Prompt:
Whatever the records hold, copy it exactly and completely.

Source records:
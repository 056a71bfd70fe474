use std::fmt;
use std::str::FromStr;

use serde::{Deserialize, Serialize};

use crate::errors::ValidationError;

/// Number of characters in a video identifier
pub const VIDEO_ID_LENGTH: usize = 11;

/// Opaque 11-character video identifier
///
/// The value is trimmed on construction; equality, hashing and formatting
/// all use the trimmed literal.
#[derive(Debug, Clone, PartialEq, Eq, Hash, PartialOrd, Ord, Serialize, Deserialize)]
#[serde(try_from = "String", into = "String")]
pub struct VideoId(String);

impl VideoId {
    /// Create a validated identifier
    pub fn new(value: &str) -> Result<Self, ValidationError> {
        let trimmed = value.trim();
        if trimmed.is_empty() {
            return Err(ValidationError::EmptyVideoId);
        }

        let length = trimmed.chars().count();
        if length != VIDEO_ID_LENGTH {
            return Err(ValidationError::InvalidVideoIdLength(length));
        }

        Ok(Self(trimmed.to_string()))
    }

    /// The 11-character value
    pub fn as_str(&self) -> &str {
        &self.0
    }
}

impl fmt::Display for VideoId {
    fn fmt(&self, f: &mut fmt::Formatter<'_>) -> fmt::Result {
        f.write_str(&self.0)
    }
}

impl FromStr for VideoId {
    type Err = ValidationError;

    fn from_str(s: &str) -> Result<Self, Self::Err> {
        Self::new(s)
    }
}

impl TryFrom<String> for VideoId {
    type Error = ValidationError;

    fn try_from(value: String) -> Result<Self, Self::Error> {
        Self::new(&value)
    }
}

impl From<VideoId> for String {
    fn from(id: VideoId) -> Self {
        id.0
    }
}

impl AsRef<str> for VideoId {
    fn as_ref(&self) -> &str {
        &self.0
    }
}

Solution to this exercise:
repository 056a71bfd70fe474
use std::fmt;
use std::str::FromStr;

use serde::{Deserialize, Serialize};

use crate::errors::ValidationError;

/// Number of characters in a video identifier
pub const VIDEO_ID_LENGTH: usize = 11;

/// Opaque 11-character video identifier
///
/// The value is trimmed on construction; equality, hashing and formatting
/// all use the trimmed literal.
#[derive(Debug, Clone, PartialEq, Eq, Hash, PartialOrd, Ord, Serialize, Deserialize)]
#[serde(try_from = "String", into = "String")]
pub struct VideoId(String);

impl VideoId {
    /// Create a validated identifier
    pub fn new(value: &str) -> Result<Self, ValidationError> {
        let trimmed = value.trim();
        if trimmed.is_empty() {
            return Err(ValidationError::EmptyVideoId);
        }

        let length = trimmed.chars().count();
        if length != VIDEO_ID_LENGTH {
            return Err(ValidationError::InvalidVideoIdLength(length));
        }

        Ok(Self(trimmed.to_string()))
    }

    /// The 11-character value
    pub fn as_str(&self) -> &str {
        &self.0
    }
}

impl fmt::Display for VideoId {
    fn fmt(&self, f: &mut fmt::Formatter<'_>) -> fmt::Result {
        f.write_str(&self.0)
    }
}

impl FromStr for VideoId {
    type Err = ValidationError;

    fn from_str(s: &str) -> Result<Self, Self::Err> {
        Self::new(s)
    }
}

impl TryFrom<String> for VideoId {
    type Error = ValidationError;

    fn try_from(value: String) -> Result<Self, Self::Error> {
        Self::new(&value)
    }
}

impl From<VideoId> for String {
    fn from(id: VideoId) -> Self {
        id.0
    }
}

impl AsRef<str> for VideoId {
    fn as_ref(&self) -> &str {
        &self.0
    }
}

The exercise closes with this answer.